Outra característica a ressaltar é a presença de metais pesados no efluente. Metais pesados são usados como catalisadores e agentes complexantes na síntese de corantes ou de produtos intermediários (Reife, 1992). De modo especial, Cu e Zn estão normalmente presentes em corantes e auxiliares, sendo o Cu especialmente usado para complexar corantes reativos (Moran, Hall e Howell, 1997; Reife, 1992). Embora complexos de cobre sejam estáveis, quando em presença de seqüestrantes como o EDTA (normalmente utilizados em indústrias têxteis e, portanto, igualmente presentes no efluente) transformam-se em cobre dissolvido, com níveis de toxicidade dependentes da concentração encontrada (Baughman, 2001; Wu e Baughman, 2001). Quando ingerido em quantidades elevadas, o cobre pode causar hemocromatose (Gupta e Torres, 1998) e em quantidades menores, inferiores a 1 mg/L, é tóxico para plantas aquáticas e aos peixes (Tchobanoglous e Burton, 1991). Devido a isso, está na lista de poluentes prioritários da “US Environmental Protection Agency” (Gupta e Torres, 1998).

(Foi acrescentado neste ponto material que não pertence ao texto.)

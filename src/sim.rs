//! Single-run and stress-test runners behind the CLI.

use std::sync::Arc;
use std::sync::atomic::{AtomicBool, Ordering};
use std::thread;
use std::time::Duration;

use log::{debug, error};

use crate::config::{DEFAULT_DELAY_MS, PipelineConfig};
use crate::delay::{Delay, FixedDelay, JitterDelay};
use crate::error::PipelineError;
use crate::pipeline::{Audit, Pipeline, PipelineReport, PipelineStatus};

const DEFAULT_STRESS_TARGETS: [usize; 4] = [1, 2, 10, 50];
const DEFAULT_STRESS_RUNS: usize = 3;
const DEFAULT_JITTER_US: u64 = 500;
// Polling interval of the progress monitor thread.
const PROGRESS_POLL_MS: u64 = 50;

const CSV_HEADER: &str = concat!(
    "target,run,milk,cheese,burgers,elapsed_ms,throughput_burgers_per_s,",
    "cpu_user_s,cpu_sys_s,max_milk_occupancy,max_cheese_occupancy,violation"
);

/// Best-effort CPU user/system time snapshot (seconds) on Unix platforms.
#[cfg(unix)]
fn cpu_times_seconds() -> Option<(f64, f64)> {
    // SAFETY: rusage is plain old data and getrusage only writes into it.
    let mut usage: libc::rusage = unsafe { std::mem::zeroed() };
    let rc = unsafe { libc::getrusage(libc::RUSAGE_SELF, &mut usage) };
    if rc != 0 {
        return None;
    }
    let user = usage.ru_utime.tv_sec as f64 + (usage.ru_utime.tv_usec as f64 / 1_000_000.0);
    let sys = usage.ru_stime.tv_sec as f64 + (usage.ru_stime.tv_usec as f64 / 1_000_000.0);
    Some((user, sys))
}

/// Stub on non-Unix platforms.
#[cfg(not(unix))]
fn cpu_times_seconds() -> Option<(f64, f64)> {
    None
}

fn build_config(target: usize, timeout_ms: Option<u64>) -> Result<PipelineConfig, PipelineError> {
    let mut config = PipelineConfig::new(target)?;
    if let Some(ms) = timeout_ms {
        config = config.with_acquire_timeout(Duration::from_millis(ms));
    }
    Ok(config)
}

fn execute(
    target: usize,
    delay: Arc<dyn Delay>,
    timeout_ms: Option<u64>,
) -> Result<PipelineReport, PipelineError> {
    let config = build_config(target, timeout_ms)?;
    let pipeline = Pipeline::new(config, delay)?;
    pipeline.run()
}

fn print_summary(report: &PipelineReport, audit: &Audit) {
    println!("PIPELINE SUMMARY");
    println!("target={}", report.config.target_burgers);
    println!("milk_produced={}", report.milk.len());
    println!("cheese_produced={}", report.cheese.len());
    println!("burgers_completed={}", report.burgers.len());
    println!("max_milk_occupancy={}", report.max_milk_occupancy);
    println!("max_cheese_occupancy={}", report.max_cheese_occupancy);
    println!("leftover_units={}", audit.leftover_units);
    println!("elapsed_ms={}", report.elapsed.as_millis());
    println!("violation={}", !audit.is_clean());
}

/// Log progress until the run leaves the running states.
fn spawn_progress_monitor(
    status: Arc<PipelineStatus>,
    target: usize,
    stop_flag: Arc<AtomicBool>,
) -> thread::JoinHandle<()> {
    thread::spawn(move || {
        let mut last_reported = usize::MAX;
        while !stop_flag.load(Ordering::SeqCst) {
            let done = status.burgers_completed();
            if done != last_reported {
                debug!("[PROGRESS] state={} burgers={done}/{target}", status.state());
                last_reported = done;
            }
            thread::sleep(Duration::from_millis(PROGRESS_POLL_MS));
        }
    })
}

/// Run the pipeline once and print a summary; returns false on failure.
pub fn run_once(target: usize, delay_ms: Option<u64>, timeout_ms: Option<u64>) -> bool {
    let delay_ms = delay_ms.unwrap_or(DEFAULT_DELAY_MS);
    debug!("[RUN] target={target} delay_ms={delay_ms} timeout_ms={timeout_ms:?}");
    let delay = Arc::new(FixedDelay::from_millis(delay_ms));
    let pipeline = match build_config(target, timeout_ms)
        .and_then(|config| Pipeline::new(config, delay).map_err(PipelineError::from))
    {
        Ok(pipeline) => pipeline,
        Err(err) => {
            eprintln!("run error: {err}");
            return false;
        }
    };

    let stop_flag = Arc::new(AtomicBool::new(false));
    let monitor = spawn_progress_monitor(
        pipeline.status(),
        pipeline.config().target_burgers,
        Arc::clone(&stop_flag),
    );
    let result = pipeline.run();
    stop_flag.store(true, Ordering::SeqCst);
    if monitor.join().is_err() {
        error!("[RUN] progress monitor panicked");
    }

    let report = match result {
        Ok(report) => report,
        Err(err) => {
            error!("[RUN] pipeline failed: {err}");
            eprintln!("run error: {err}");
            return false;
        }
    };

    let audit = report.audit();
    print_summary(&report, &audit);
    if !audit.is_clean() {
        eprintln!("# violation,{audit:?}");
        return false;
    }
    println!("All cheeseburgers produced successfully!");
    true
}

/// Sweep several targets with randomized pauses and print CSV output.
pub fn run_stress(
    target_sets: Option<Vec<usize>>,
    runs: Option<usize>,
    jitter_us: Option<u64>,
    timeout_ms: Option<u64>,
) -> bool {
    let target_sets = target_sets.unwrap_or_else(|| DEFAULT_STRESS_TARGETS.to_vec());
    let runs = runs.unwrap_or(DEFAULT_STRESS_RUNS);
    let jitter_us = jitter_us.unwrap_or(DEFAULT_JITTER_US);
    if target_sets.iter().any(|&target| target == 0) {
        eprintln!("stress error: targets must be > 0");
        return false;
    }
    if runs == 0 {
        eprintln!("stress error: runs must be > 0");
        return false;
    }

    let delay: Arc<dyn Delay> = Arc::new(JitterDelay::from_micros(jitter_us));
    let mut all_clean = true;
    println!("{CSV_HEADER}");
    for target in target_sets {
        for run in 1..=runs {
            let cpu_start = cpu_times_seconds();
            let report = match execute(target, Arc::clone(&delay), timeout_ms) {
                Ok(report) => report,
                Err(err) => {
                    eprintln!("# error,target={target},run={run},{err}");
                    all_clean = false;
                    continue;
                }
            };
            let (cpu_user, cpu_sys) = match (cpu_start, cpu_times_seconds()) {
                (Some((user_start, sys_start)), Some((user_end, sys_end))) => (
                    format!("{:.4}", user_end - user_start),
                    format!("{:.4}", sys_end - sys_start),
                ),
                _ => ("NA".to_string(), "NA".to_string()),
            };
            let elapsed_ms = report.elapsed.as_secs_f64() * 1000.0;
            let throughput = if elapsed_ms > 0.0 {
                report.burgers.len() as f64 / (elapsed_ms / 1000.0)
            } else {
                0.0
            };
            let audit = report.audit();
            println!(
                "{},{},{},{},{},{:.2},{:.2},{},{},{},{},{}",
                target,
                run,
                report.milk.len(),
                report.cheese.len(),
                report.burgers.len(),
                elapsed_ms,
                throughput,
                cpu_user,
                cpu_sys,
                report.max_milk_occupancy,
                report.max_cheese_occupancy,
                !audit.is_clean()
            );
            if !audit.is_clean() {
                eprintln!("# violation,target={target},run={run},{audit:?}");
                all_clean = false;
            }
        }
    }
    all_clean
}

#[cfg(test)]
mod tests {
    use super::*;
    use crate::delay::NoDelay;
    use crate::error::ConfigError;

    #[test]
    fn execute_rejects_zero_target() {
        let result = execute(0, Arc::new(NoDelay), None);
        assert!(matches!(
            result,
            Err(PipelineError::Config(ConfigError::ZeroTarget))
        ));
    }

    #[test]
    fn execute_applies_timeout() {
        let config = build_config(2, Some(250)).expect("valid config");
        assert_eq!(config.acquire_timeout, Some(Duration::from_millis(250)));
    }

    #[test]
    fn csv_header_has_one_column_per_field() {
        assert_eq!(CSV_HEADER.split(',').count(), 12);
        assert!(!CSV_HEADER.contains(",,"));
    }

    #[test]
    fn run_once_completes_small_target() {
        assert!(run_once(2, Some(0), None));
    }

    #[test]
    fn stress_sweep_is_clean_without_delay() {
        assert!(run_stress(Some(vec![1, 4]), Some(2), Some(0), None));
    }

    #[test]
    fn stress_rejects_zero_targets() {
        assert!(!run_stress(Some(vec![0]), None, None, None));
    }

    #[cfg(unix)]
    #[test]
    fn cpu_times_are_available_on_unix() {
        let (user, sys) = cpu_times_seconds().expect("getrusage");
        assert!(user >= 0.0 && sys >= 0.0);
    }
}
//! Entry point: parse arguments, load settings, build a `DharmaSession`, and
//! dispatch to stdout, storage, or server output (SPEC_FULL.md §5).

mod cli;
mod error;
mod server;
mod settings;

use clap::Parser;
use cli::Cli;
use dharma_drv::{DharmaSession, SessionConfig};
use error::Result;
use std::fs;
use std::path::PathBuf;
use tracing_subscriber::{fmt, prelude::*, EnvFilter};

fn main() -> anyhow::Result<()> {
    let cli = Cli::parse();
    init_logging(cli.verbose);
    run(cli)?;
    Ok(())
}

/// `RUST_LOG` wins when set; `--verbose` otherwise raises the default level
/// to debug, matching the reference implementation's `-logging` flag with
/// the ambient stack's usual tracing knobs instead of a numeric level.
fn init_logging(verbose: bool) {
    let filter = EnvFilter::try_from_default_env()
        .unwrap_or_else(|_| EnvFilter::new(if verbose { "debug" } else { "info" }));
    tracing_subscriber::registry().with(filter).with(fmt::layer().with_target(false)).init();
}

fn run(cli: Cli) -> Result<()> {
    let seed = cli.seed.unwrap_or_else(|| std::process::id() as u64);
    let prefix = read_optional(&cli.prefix)?;
    let suffix = read_optional(&cli.suffix)?;
    let template = cli.template.as_deref().map(fs::read_to_string).transpose()?;

    let settings = match &cli.settings {
        Some(path) => settings::load_settings(path)?,
        None => Default::default(),
    };

    if cli.recursion_limit < 100 {
        tracing::warn!(
            limit = cli.recursion_limit,
            "--recursion-limit is documentation-only; LEAF_TRIGGER is the real termination guarantee"
        );
    }

    let uri_table = settings::merge_uri_table(SessionConfig::default().uri_table, settings.uri_table);

    let config = SessionConfig {
        grammar_paths: cli.grammars.clone(),
        seed,
        prefix,
        suffix,
        template,
        uri_table,
        settings: settings.constants,
        ..SessionConfig::default()
    };

    let mut session = DharmaSession::build(config)?;

    if cli.server {
        let runtime = tokio::runtime::Runtime::new()?;
        runtime.block_on(server::serve(session, &cli.server_host, cli.server_port))?;
        return Ok(());
    }

    match &cli.storage {
        Some(dir) => session.generate_testcases(dir, &cli.format, cli.count)?,
        None => {
            for _ in 0..cli.count {
                print!("{}", session.generate_testcase()?);
            }
        }
    }

    for warning in session.handler.render_all(&session.sources) {
        tracing::warn!("{warning}");
    }

    Ok(())
}

fn read_optional(path: &Option<PathBuf>) -> Result<String> {
    match path {
        Some(p) => Ok(fs::read_to_string(p)?),
        None => Ok(String::new()),
    }
}
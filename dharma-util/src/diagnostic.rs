//! Diagnostic reporting.
//!
//! Grammar compilation recognizes exactly two severities: a [`Level::Fatal`]
//! diagnostic aborts the run once the current pass returns, a
//! [`Level::Warning`] is collected and generation continues. There is no
//! note/help ladder here, the grammar format does not need one.

use crate::span::{SourceMap, Span};
use std::fmt;
use std::sync::Mutex;

#[derive(Clone, Copy, Debug, PartialEq, Eq)]
pub enum Level {
    Fatal,
    Warning,
}

impl fmt::Display for Level {
    fn fmt(&self, f: &mut fmt::Formatter<'_>) -> fmt::Result {
        match self {
            Level::Fatal => write!(f, "error"),
            Level::Warning => write!(f, "warning"),
        }
    }
}

#[derive(Clone, Debug)]
pub struct Diagnostic {
    pub level: Level,
    pub message: String,
    pub span: Span,
}

impl Diagnostic {
    pub fn fatal(message: impl Into<String>, span: Span) -> Self {
        Diagnostic { level: Level::Fatal, message: message.into(), span }
    }

    pub fn warning(message: impl Into<String>, span: Span) -> Self {
        Diagnostic { level: Level::Warning, message: message.into(), span }
    }

    pub fn render(&self, sources: &SourceMap) -> String {
        format!("{}: {}: {}", sources.format_span(self.span), self.level, self.message)
    }
}

/// Accumulates diagnostics for a run. Fatal diagnostics are also returned as
/// `Err` by the call site that raised them; the handler's job is to collect
/// warnings so they can all be reported together once generation finishes.
#[derive(Default)]
pub struct Handler {
    diagnostics: Mutex<Vec<Diagnostic>>,
}

impl Handler {
    pub fn new() -> Self {
        Self::default()
    }

    pub fn emit(&self, diag: Diagnostic) {
        self.diagnostics.lock().unwrap().push(diag);
    }

    pub fn warn(&self, message: impl Into<String>, span: Span) {
        self.emit(Diagnostic::warning(message, span));
    }

    pub fn has_fatal(&self) -> bool {
        self.diagnostics.lock().unwrap().iter().any(|d| d.level == Level::Fatal)
    }

    pub fn drain(&self) -> Vec<Diagnostic> {
        std::mem::take(&mut self.diagnostics.lock().unwrap())
    }

    pub fn render_all(&self, sources: &SourceMap) -> Vec<String> {
        self.diagnostics.lock().unwrap().iter().map(|d| d.render(sources)).collect()
    }
}

#[cfg(test)]
mod tests {
    use super::*;
    use crate::span::SourceMap;
    use std::path::Path;

    #[test]
    fn handler_collects_warnings() {
        let handler = Handler::new();
        handler.warn("constant redefined", Span::DUMMY);
        assert!(!handler.has_fatal());
        assert_eq!(handler.drain().len(), 1);
    }

    #[test]
    fn render_formats_level_and_location() {
        let sources = SourceMap::new();
        let file = sources.load_file(Path::new("g.dg"), "x\n".into());
        let diag = Diagnostic::fatal("undefined reference", Span::new(file, 1));
        assert!(diag.render(&sources).contains("error"));
        assert!(diag.render(&sources).contains("g.dg:1"));
    }
}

Extensivo trabalho tem sido dedicado à pesquisa da potencial toxicidade dos corantes comerciais e ainda é comum o pensamento de que corantes não causam toxicidade crítica à vida aquática, uma vez que os níveis de exposição em rios são sempre menores do que os usados para obter os valores LC50 (Greene, 1996). Entretanto, dados precisos acerca dos

níveis de toxicidade crítica da maior parte dos corantes comerciais e seus derivados, bem como da potencial toxicidade dos intermediários gerados por degradação, permanecem ainda desconhecidos (Abrahão, Silva, 2002; Vandevivere, Bianchi e Verstraete, 1998).

Quanto à toxicidade dos corantes reativos, sabe-se que cerca de 70% desses corantes possui o grupo azo como cromóforo acrescido de grupos sulfonatos que aumentam sua solubilidade (Arslan, Balcioglu e Bahnemann, 2000). Embora a alta solubilidade sirva para minimizar sua absorção no organismo, é importante lembrar que esses corantes são configurados para reagirem com substâncias portadoras de grupos amina ou hidroxila, presentes nas fibras naturais, porém presentes também em todos os organismos vivos constituídos de proteínas, enzimas, etc. (Venkataraman, 1974). Outra característica desses corantes no efluente é sua forma hidrolisada que, de acordo com Weber e Stickney (1993), acarreta uma alta estabilidade hidrolítica em meio neutro, com tempo de vida de até 50 anos. Além disso, muitos corantes reativos caem na categoria AOX, devido à presença de cloro no grupo reativo (Lewis, 2000).

A alta estabilidade química, baixo índice de fixação e elevada solubilidade tornam os corantes reativos resistentes aos processos convencionais de tratamento de efluentes (biológicos e físico-químicos), onde tipicamente 90% desses corantes passam ilesos pelas plantas de tratamento. Portanto, são considerados como a principal causa da cor em efluentes têxteis (Vandevivere, Bianchi e Verstraete, 1998; Hul, Rácz e Reith, 1997; Cooper, 1993; Talarposhti, Donnelly e Anderson, 2001; Swamy e Ramsay, 1999).